So, this issue is something that I am pensive about as well. One question that sticks with me is do you _like_ the tasks and responsibilities associated with moving "up the ladder" at your job? In my experience, when you move up in terms of management or administration, your job becomes very much about "deliverables" - objective numbers and other external markers of success. As an aesthetic and people-oriented person, I tend to care a lot more about "soft" factors that are hard to measure, even though I have the ability to be reasonably successful by the numbers. And when it comes to my own life energy... the soft factors are what give me drive and passion and enjoyment at work. What I have been recently considering personally is that I think an ideal job for me would have a "mid" level of responsibility - enough that I am engaged in leadership and have some sway, but not so much that I am constantly having to make decisions for others and be held accountable for so many results. I think I will pursue grad school so as to hopefully strike a balance between a little bit of specialization and a little bit of leadership. So I can stop midway up the ladder!

As for image... I, too, am not a business formal person, but I think getting a little clean and presentable actually improves how I do at my job. Rest assured, you can usually make any dress code work for you. It just takes a little time and tweaking... start out "by the book" and adjust accordingly. Most of the time, save for health/safety concerns, dress code is a "spirit of the law" thing - it's about looking professional and approachable. (I've been wearing a small "forbidden" 3rd earring forever and no one has blinked an eye.) And the people who care about fashion, care about fashion, and those that don't, don't... even in a suit environment there are those who get the super stylish tailored suits and those that wear cheap, poorly-fitting ones. Ultimately people are going to care more about how well you do your job than what your beard looks like, as long as it's not straight out of Duck Dynasty. 

I'm glad for you having the opportunity for a leadership role. Can you talk more about your job, so we understand what kind of leadership role you may be considered for soon? In general, my advice would be to be honest, to be supportive and encouraging of others, and to be solution-focused. And do share your successes! It's not about being over-confident but about recognizing your own good work when you see it. Other people aren't always going to see it unless you point it out. And if you have a problem with someone who works with or under you, try to see them as an ally in solving the issue. If you are employed for the same company, you will be sharing at least some goals - use those shared goals to create an endgame that you can work towards together. 
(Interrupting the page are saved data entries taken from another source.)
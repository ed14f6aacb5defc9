use axum::{
    http::{Method, StatusCode},
    response::{IntoResponse, Json, Response},
    routing::get,
    Extension, Router,
};
use serde::Deserialize;
use std::{net::SocketAddr, sync::Arc};
use tower::ServiceBuilder;
use tower_http::cors::{Any, CorsLayer};
use tracing::{error, info};

use crate::error::StoreError;
use crate::process::PlantRecord;
use crate::query;
use crate::store::RecordStore;

/// Query parameters for `GET /top`.
#[derive(Debug, Deserialize)]
struct TopParams {
    limit: Option<usize>,
    state: Option<String>,
}

/// Query parameters for `GET /search`.
#[derive(Debug, Deserialize)]
struct SearchParams {
    q: Option<String>,
    state: Option<String>,
}

struct ApiError(StoreError);

impl From<StoreError> for ApiError {
    fn from(e: StoreError) -> Self {
        Self(e)
    }
}

impl IntoResponse for ApiError {
    fn into_response(self) -> Response {
        error!("query failed: {}", self.0);
        (StatusCode::INTERNAL_SERVER_ERROR, self.0.to_string()).into_response()
    }
}

async fn health() -> impl IntoResponse {
    Json(serde_json::json!({
        "status": "healthy",
        "service": "gridingest-api",
        "version": env!("CARGO_PKG_VERSION")
    }))
}

async fn top_handler(
    Extension(store): Extension<Arc<dyn RecordStore>>,
    axum::extract::Query(params): axum::extract::Query<TopParams>,
) -> Result<Json<Vec<PlantRecord>>, ApiError> {
    let items = query::top(
        store.as_ref(),
        params.limit.unwrap_or(10),
        params.state.as_deref(),
    )
    .await?;
    Ok(Json(items))
}

async fn search_handler(
    Extension(store): Extension<Arc<dyn RecordStore>>,
    axum::extract::Query(params): axum::extract::Query<SearchParams>,
) -> Result<Json<Vec<PlantRecord>>, ApiError> {
    let items = query::search(store.as_ref(), params.q.as_deref(), params.state.as_deref()).await?;
    Ok(Json(items))
}

/// Assemble the query-surface router. Browsers on other origins call this
/// directly, so GETs are open via CORS.
pub fn router(store: Arc<dyn RecordStore>) -> Router {
    let cors = CorsLayer::new()
        .allow_methods([Method::GET])
        .allow_origin(Any);

    Router::new()
        .route("/health", get(health))
        .route("/top", get(top_handler))
        .route("/search", get(search_handler))
        .layer(ServiceBuilder::new().layer(cors).layer(Extension(store)))
}

pub async fn serve(addr: SocketAddr, store: Arc<dyn RecordStore>) -> anyhow::Result<()> {
    info!(%addr, "query api listening");
    hyper::Server::bind(&addr)
        .serve(router(store).into_make_service())
        .await?;
    Ok(())
}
Finally, you said "usually, I just want to get things done" - that's a good quality in a leader. Being overly fastidious slows things down and doesn't allow for the people you supervise to utilize their individual strengths. Recognizing when you've done well and knowing when to move on is a good quality, too. Getting hung up on things for too long isn't productive. So I think your self-assessment is on target: it sounds like you have the qualities to move up. Now you just need the drive to chase it and do your best at it. I think you should go for it, just to have the experience. Find out if it's something you like or not. If not, it's usually very easy to step back down, and your salary will have improved as a result.


----------



## Hollow Man (Aug 12, 2011)

angelfish said:


> I'm glad for you having the opportunity for a leadership role. Can you talk more about your job, so we understand what kind of leadership role you may be considered for soon? In general, my advice would be to be honest, to be supportive and encouraging of others, and to be solution-focused. And do share your successes! It's not about being over-confident but about recognizing your own good work when you see it. Other people aren't always going to see it unless you point it out. And if you have a problem with someone who works with or under you, try to see them as an ally in solving the issue. If you are employed for the same company, you will be sharing at least some goals - use those shared goals to create an endgame that you can work towards together.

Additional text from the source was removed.